'War on Poverty' at 50: Political Clash Over LBJ's Vision

ABC News

Fifty years after President Lyndon B. Johnson declared "all-out war on human poverty and unemployment" in America, Republicans and Democrats are locked in a pitched battle over whether the United States is winning - or losing.

The debate, spilling out on Capitol Hill on the anniversary of LBJ's speech, underscores the philosophical divide between the parties and marks the open of a midterm campaign where the issue of economic inequality will take center stage.

"While this war may have been launched with the best of intentions, it's clear we're now engaged in a battle of attrition that has left more Americans in poverty than at any other point in our nation's history," Rep. Steve Southerland, R-Fla., said.

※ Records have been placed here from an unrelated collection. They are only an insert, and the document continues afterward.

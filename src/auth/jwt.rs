use std::time::Duration;

use axum::{
    async_trait,
    extract::{FromRef, FromRequestParts},
    http::request::Parts,
};
use jsonwebtoken::{decode, encode, DecodingKey, EncodingKey, Header, Validation};
use serde::{Deserialize, Serialize};
use time::{Duration as TimeDuration, OffsetDateTime};
use tracing::{debug, warn};
use uuid::Uuid;

use crate::auth::repo::{Role, User};
use crate::config::JwtConfig;
use crate::error::ApiError;
use crate::state::AppState;

#[derive(Debug, Serialize, Deserialize, Clone)]
pub struct Claims {
    pub sub: Uuid,
    pub role: Role,
    pub exp: usize,
    pub iat: usize,
    pub iss: String,
    pub aud: String,
}

#[derive(Clone)]
pub struct JwtKeys {
    pub encoding: EncodingKey,
    pub decoding: DecodingKey,
    pub issuer: String,
    pub audience: String,
    pub ttl: Duration,
}

impl FromRef<AppState> for JwtKeys {
    fn from_ref(state: &AppState) -> Self {
        let JwtConfig {
            secret,
            issuer,
            audience,
            ttl_minutes,
        } = state.config.jwt.clone();
        Self {
            encoding: EncodingKey::from_secret(secret.as_bytes()),
            decoding: DecodingKey::from_secret(secret.as_bytes()),
            issuer,
            audience,
            ttl: Duration::from_secs((ttl_minutes as u64) * 60),
        }
    }
}

impl JwtKeys {
    pub fn sign(&self, user_id: Uuid, role: Role) -> anyhow::Result<String> {
        let now = OffsetDateTime::now_utc();
        let exp = now + TimeDuration::seconds(self.ttl.as_secs() as i64);
        let claims = Claims {
            sub: user_id,
            role,
            iat: now.unix_timestamp() as usize,
            exp: exp.unix_timestamp() as usize,
            iss: self.issuer.clone(),
            aud: self.audience.clone(),
        };
        let token = encode(&Header::default(), &claims, &self.encoding)?;
        debug!(user_id = %user_id, role = ?role, "jwt signed");
        Ok(token)
    }

    pub fn verify(&self, token: &str) -> Result<Claims, ApiError> {
        let mut validation = Validation::default();
        validation.set_audience(std::slice::from_ref(&self.audience));
        validation.set_issuer(std::slice::from_ref(&self.issuer));
        let data = decode::<Claims>(token, &self.decoding, &validation)?;
        debug!(user_id = %data.claims.sub, "jwt verified");
        Ok(data.claims)
    }
}

/// True when the last password change postdates the token's issue time.
/// Issuance at the exact second of the change still counts as fresh.
fn issued_before_password_change(changed_at: Option<OffsetDateTime>, iat: usize) -> bool {
    changed_at
        .map(|t| t.unix_timestamp() > iat as i64)
        .unwrap_or(false)
}

/// Request gate: reconstructs the caller from the bearer token and re-checks
/// it against the user record before any protected handler runs.
pub struct AuthUser(pub User);

#[async_trait]
impl FromRequestParts<AppState> for AuthUser {
    type Rejection = ApiError;

    async fn from_request_parts(
        parts: &mut Parts,
        state: &AppState,
    ) -> Result<Self, Self::Rejection> {
        let auth_header = parts
            .headers
            .get(axum::http::header::AUTHORIZATION)
            .and_then(|v| v.to_str().ok())
            .ok_or(ApiError::Unauthenticated)?;

        let token = auth_header
            .strip_prefix("Bearer ")
            .or_else(|| auth_header.strip_prefix("bearer "))
            .ok_or(ApiError::Unauthenticated)?;

        let keys = JwtKeys::from_ref(state);
        let claims = keys.verify(token)?;

        // The account may have been removed since the token was issued
        let user = User::find_by_id(&state.db, claims.sub)
            .await?
            .ok_or(ApiError::UserNotFound)?;

        // Tokens issued before the last password change are dead
        if issued_before_password_change(user.password_changed_at, claims.iat) {
            warn!(user_id = %user.id, "token predates password change");
            return Err(ApiError::PasswordChangedSince);
        }

        Ok(AuthUser(user))
    }
}

#[cfg(test)]
mod tests {
    use super::*;

    fn make_keys() -> JwtKeys {
        // AppState::fake() builds a lazy pool, which needs a tokio runtime
        let state = AppState::fake();
        JwtKeys::from_ref(&state)
    }

    #[tokio::test]
    async fn sign_and_verify_roundtrip_preserves_id_and_role() {
        let keys = make_keys();
        let user_id = Uuid::new_v4();
        let token = keys.sign(user_id, Role::Librarian).expect("sign");
        let claims = keys.verify(&token).expect("verify");
        assert_eq!(claims.sub, user_id);
        assert_eq!(claims.role, Role::Librarian);
        assert_eq!(claims.iss, "test-issuer");
        assert_eq!(claims.aud, "test-aud");
    }

    #[tokio::test]
    async fn verify_rejects_garbage_as_invalid_token() {
        let keys = make_keys();
        let err = keys.verify("not.a.jwt").unwrap_err();
        assert!(matches!(err, ApiError::InvalidToken));
    }

    #[tokio::test]
    async fn verify_rejects_expired_token_as_token_expired() {
        let keys = make_keys();
        // Hand-roll a token whose exp is past the default 60s leeway
        let now = OffsetDateTime::now_utc();
        let claims = Claims {
            sub: Uuid::new_v4(),
            role: Role::Member,
            iat: (now.unix_timestamp() - 600) as usize,
            exp: (now.unix_timestamp() - 300) as usize,
            iss: keys.issuer.clone(),
            aud: keys.audience.clone(),
        };
        let token = encode(&Header::default(), &claims, &keys.encoding).expect("encode");
        let err = keys.verify(&token).unwrap_err();
        assert!(matches!(err, ApiError::TokenExpired));
    }

    #[tokio::test]
    async fn verify_rejects_token_signed_with_other_secret() {
        let keys = make_keys();
        let other = JwtKeys {
            encoding: EncodingKey::from_secret(b"other-secret"),
            decoding: DecodingKey::from_secret(b"other-secret"),
            issuer: keys.issuer.clone(),
            audience: keys.audience.clone(),
            ttl: keys.ttl,
        };
        let token = other.sign(Uuid::new_v4(), Role::Member).expect("sign");
        let err = keys.verify(&token).unwrap_err();
        assert!(matches!(err, ApiError::InvalidToken));
    }

    #[test]
    fn token_issued_before_password_change_is_stale() {
        let changed_at = OffsetDateTime::now_utc();
        let iat = (changed_at.unix_timestamp() - 60) as usize;
        assert!(issued_before_password_change(Some(changed_at), iat));
    }

    #[test]
    fn token_issued_after_password_change_is_fresh() {
        let changed_at = OffsetDateTime::now_utc();
        let iat = (changed_at.unix_timestamp() + 60) as usize;
        assert!(!issued_before_password_change(Some(changed_at), iat));
    }

    #[test]
    fn token_issued_at_the_change_second_is_fresh() {
        let changed_at = OffsetDateTime::now_utc();
        let iat = changed_at.unix_timestamp() as usize;
        assert!(!issued_before_password_change(Some(changed_at), iat));
    }

    #[test]
    fn never_changed_password_never_invalidates() {
        assert!(!issued_before_password_change(None, 0));
    }
}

Since 1964, the government has run "the most ambitious, determined and successful campaign in history to reduce poverty since the Great Depression," Sen. Dick Durbin, D-Ill., said. "Without the public social safety net, the poverty rate in America would be nearly twice what it is today."

Both sides agree that the fight against poverty rages on, but they disagree on whether Johnson's vision of government, with expanded taxpayer-funded social benefit programs, has made sufficient inroads.

More than 46 million Americans live below the federal poverty line, which is an annual income of roughly $11,500 for an individual or $23,500 for a family of four, according to the U.S. Census Bureau. The national average unemployment rate was 7 percent at the end of 2013.

The official poverty rate, which tracks income to cover basic needs, stood at 15 percent last year, down from 19 percent in 1964, a modest decline. But a broader measure of poverty used by economists at Columbia University that accounts for noncash assistance, such as food stamps, shows a more precipitous drop since the mid-1960s, from 26 percent to 16 percent last year.

"For fifty years now, we have tried big government, yet too many people remain trapped in despair," Sen. Marco Rubio, R-Fla., said today in a highly touted address on the economy delivered in the LBJ room on Capitol Hill. "Now, we must try a new way. One that addresses the things keeping so many people from the better life they want."

Republicans, who have long favored cuts to burgeoning government benefit programs, are trying to counter Democratic attacks that they lack empathy for the poor and are callous toward the unemployed. They're trying to demonstrate heightened sensitivity to the needy, while unleashing a barrage of new economic proposals they say will significantly boost Americans' financial security and social mobility.

"When you look at the issue of poverty, there's obviously lots of facets to it," House Speaker John Boehner said today. "But the one solution that we all know that works is a job."

Meanwhile, the White House and Democrats believe they retain the upper hand, with public opinion polls showing strong support for existing social safety net programs such as Medicare, Medicaid and unemployment benefits for the long-term jobless. A measure to extend those benefits by three months hangs in the balance as Republicans insist the $6 billion cost be offset with spending cuts.

"We believe on our side of the aisle that we have to be careful in spending taxpayers' dollars, but we also believe in a safety net," Democrat Durbin said.

In a statement marking the LBJ anniversary, President Obama conceded that "far too many children are still born into poverty, far too few have a fair shot to escape it" but he said Johnson's overarching philosophy is working.

"In fact, if we hadn't declared 'unconditional war on poverty in America,'" he said, "millions more Americans would be living in poverty today. Instead, it means we must redouble our efforts to make sure our economy works for every working American."

That message is expected to be a central theme in Obama's State of the Union address later this month, when he will call for greater investment in government programs aimed at boosting the middle class, including universal preschool, infrastructure projects and job training initiatives.

"We need to provide ladders of opportunity to Americans who are in poverty, to those who are in the bottom rungs of the middle class, who are struggling to pay their bills every day, every week," White House press secretary Jay Carney said.

"You will be hearing the president talk about it again and again," he added, "as you have throughout his history in public debate."